SERPINE1 DNA Methylation Levels Quantified in Blood Cells at Five Years of Age Are Associated with Adiposity and Plasma PAI-1 Levels at Five Years of Age

Round 1

Reviewer 1 Report

Review for International Journal of Molecular Science:

“SERPINE1 DNA methylation quantified in blood cell at five years of age are associated with adiposity and PAI-1 plasma levels at five years of age”

 

Reviewer summary:

In this study, DNA methylation in blood of the SERPINE1 locus was analyzed in children appr. 5 years of age. In parallel, plasma level of PAI-1, which is encoded by SERPINE1, was measured and used for association analyses with anthropometric data as well as the DNA methylation status of SERPINE1. Overall, the study is of interest to the field, especially because PAI-1 level were already associated with obesity development in the literature. However, the study would benefit from additional analyses. Please find comments below.

 

Major comments:

A figure of the gene structure of SERPINE1 would help the reader to understand what else might be considered in order to explain how DNA methylation at this locus might affect obesity parameters without affecting PAI-1 level directly. The authors mentioned, that BX649164 is located within the SERPINE1 locus and the observed methylation changes might affect this locus as well. If there are data available on gene expression or protein level of this gene, the authors should include association analyses specifically for this region. In general, including measurements of mRNA expression would be beneficial. Instead, functional analysis such as in vitro methylation of SERPINE1 or enzymatic demethylation in cell culture could proof a direct link of this epigenetic mark on the regulation of SERPINE1 expression and PAI-1 protein level. In addition, a hypermethylation of the ERE element was discussed to be of relevance for SERPINE1 level. The authors could use in vitro luciferase assays to eliminate the ERE region and proof functional consequences. In addition, it might be possible to hypermethylate a luciferase construct containing the ERE region and look for consequences on expression level.
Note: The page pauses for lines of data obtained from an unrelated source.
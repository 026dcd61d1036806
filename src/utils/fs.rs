//! Filesystem helpers.

use std::fs;
use std::io;
use std::path::{Path, PathBuf};
use std::sync::atomic::{AtomicU64, Ordering};

/// Per-process counter so concurrent writers never share a temp file.
static TEMP_COUNTER: AtomicU64 = AtomicU64::new(0);

/// Write `contents` to `path` through a sibling temp file and a rename.
///
/// Readers never observe a partially written file, and two writers racing
/// on the same path with the same bytes leave that exact content behind.
/// Parent directories are created as needed.
pub fn write_atomic(path: &Path, contents: &[u8]) -> io::Result<()> {
    if let Some(parent) = path.parent() {
        fs::create_dir_all(parent)?;
    }

    let tmp = temp_sibling(path);
    if let Err(e) = fs::write(&tmp, contents) {
        let _ = fs::remove_file(&tmp);
        return Err(e);
    }
    fs::rename(&tmp, path).inspect_err(|_| {
        let _ = fs::remove_file(&tmp);
    })
}

fn temp_sibling(path: &Path) -> PathBuf {
    let name = path
        .file_name()
        .map(|n| n.to_string_lossy().into_owned())
        .unwrap_or_default();
    let n = TEMP_COUNTER.fetch_add(1, Ordering::Relaxed);
    path.with_file_name(format!(".{name}.{}.{n}.tmp", std::process::id()))
}

#[cfg(test)]
mod tests {
    use super::*;
    use tempfile::TempDir;

    #[test]
    fn test_write_atomic_creates_parents() {
        let dir = TempDir::new().unwrap();
        let path = dir.path().join("css/nested/app.css");

        write_atomic(&path, b"body{}").unwrap();
        assert_eq!(fs::read_to_string(&path).unwrap(), "body{}");

        write_atomic(&path, b"p{}").unwrap();
        assert_eq!(fs::read_to_string(&path).unwrap(), "p{}");

        // no temp files left behind
        let entries = fs::read_dir(path.parent().unwrap()).unwrap().count();
        assert_eq!(entries, 1);
    }
}
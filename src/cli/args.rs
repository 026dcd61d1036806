//! Command-line interface definitions.

use clap::{ColorChoice, Parser, Subcommand};
use std::path::PathBuf;

/// Serve bundled CSS and JavaScript assets over HTTP
#[derive(Parser, Debug, Clone)]
#[command(version, about, long_about = None, arg_required_else_help = true)]
pub struct Cli {
    /// Control colored output (auto, always, never)
    #[arg(long, global = true, default_value = "auto")]
    pub color: ColorChoice,

    /// Config file path (default: assetry.toml)
    #[arg(short = 'C', long, default_value = "assetry.toml", value_hint = clap::ValueHint::FilePath)]
    pub config: PathBuf,

    /// subcommands
    #[command(subcommand)]
    pub command: Commands,
}

/// Available subcommands
#[derive(Subcommand, Debug, Clone)]
pub enum Commands {
    /// Serve assets over HTTP
    #[command(visible_alias = "s")]
    Serve {
        #[command(flatten)]
        common: CommonArgs,

        /// Network interface to bind (e.g., 127.0.0.1, 0.0.0.0)
        #[arg(short, long)]
        interface: Option<std::net::IpAddr>,

        /// Port number to listen on
        #[arg(short, long)]
        port: Option<u16>,
    },

    /// Write every asset to the web root once
    #[command(visible_alias = "d")]
    Dump {
        #[command(flatten)]
        common: CommonArgs,
    },

    /// List asset routes with their sources
    #[command(visible_alias = "r")]
    Routes {
        #[command(flatten)]
        common: CommonArgs,
    },
}

/// Arguments shared by every subcommand
#[derive(clap::Args, Debug, Clone, Default)]
pub struct CommonArgs {
    /// Enable verbose output for debugging
    #[arg(short = 'V', long)]
    pub verbose: bool,

    /// Override `assetic.debug` (per-leaf routes, skip `?` filters)
    #[arg(short, long, action = clap::ArgAction::Set, num_args = 0..=1, default_missing_value = "true", require_equals = false)]
    pub debug: Option<bool>,
}

impl Cli {
    pub fn common(&self) -> &CommonArgs {
        match &self.command {
            Commands::Serve { common, .. }
            | Commands::Dump { common }
            | Commands::Routes { common } => common,
        }
    }
}

#[cfg(test)]
mod tests {
    use super::*;

    #[test]
    fn test_parse_serve() {
        let cli = Cli::parse_from(["assetry", "-C", "site.toml", "serve", "-p", "8080", "--debug"]);
        assert_eq!(cli.config, PathBuf::from("site.toml"));
        assert_eq!(cli.common().debug, Some(true));
        assert!(matches!(
            cli.command,
            Commands::Serve {
                interface: None,
                port: Some(8080),
                ..
            }
        ));
    }

    #[test]
    fn test_parse_defaults() {
        let cli = Cli::parse_from(["assetry", "dump"]);
        assert_eq!(cli.config, PathBuf::from("assetry.toml"));
        assert_eq!(cli.common().debug, None);
        assert!(!cli.common().verbose);
        assert!(matches!(cli.command, Commands::Dump { .. }));
    }

    #[test]
    fn test_debug_false() {
        let cli = Cli::parse_from(["assetry", "routes", "-V", "--debug", "false"]);
        assert_eq!(cli.common().debug, Some(false));
        assert!(cli.common().verbose);
    }
}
In the introduction and discussion, the authors comment on the genomic positions of the analysed CpG sites (promoter, intronic, shelf, shore etc.). The manuscript would benefit from a figure showing the positions of the CpG sites within the genomic context.

As EPIC Arrays were used, I am wondering why only SERPINE1 was the focus of this manuscript. A general genomewide analyses of alterations of DNA methylation in the studied cohort would be possible and of high interest. The same is true for gene expression analyses.

 

Minor comments:

Including a short notice of the definition of obesity in children would be helpful to readers not being experts in childhood obesity.

In Table S2, please include the reason of multiple testing as cutoff for choosing a p-value < 0.015 for significance.

There are some spelling and grammar errors throughout the manuscript, please check carefully. Here are some recommendations for improvement:

Introduction, line 49: … over the past few decades… …children aged 5 years and below….

Introduction, line 62: please add full version of IRS. …Also, due to its inhibitory effect…..

Introduction, line 64: …the inability of releasing fatty acids…

Introduction, Line 66: please mention, that PAI-039 is an inhibitor of PAI-1.

Introduction, Line 68: …in the development of obesity.

Introduction, Line 73: …not associated with elevated transcription….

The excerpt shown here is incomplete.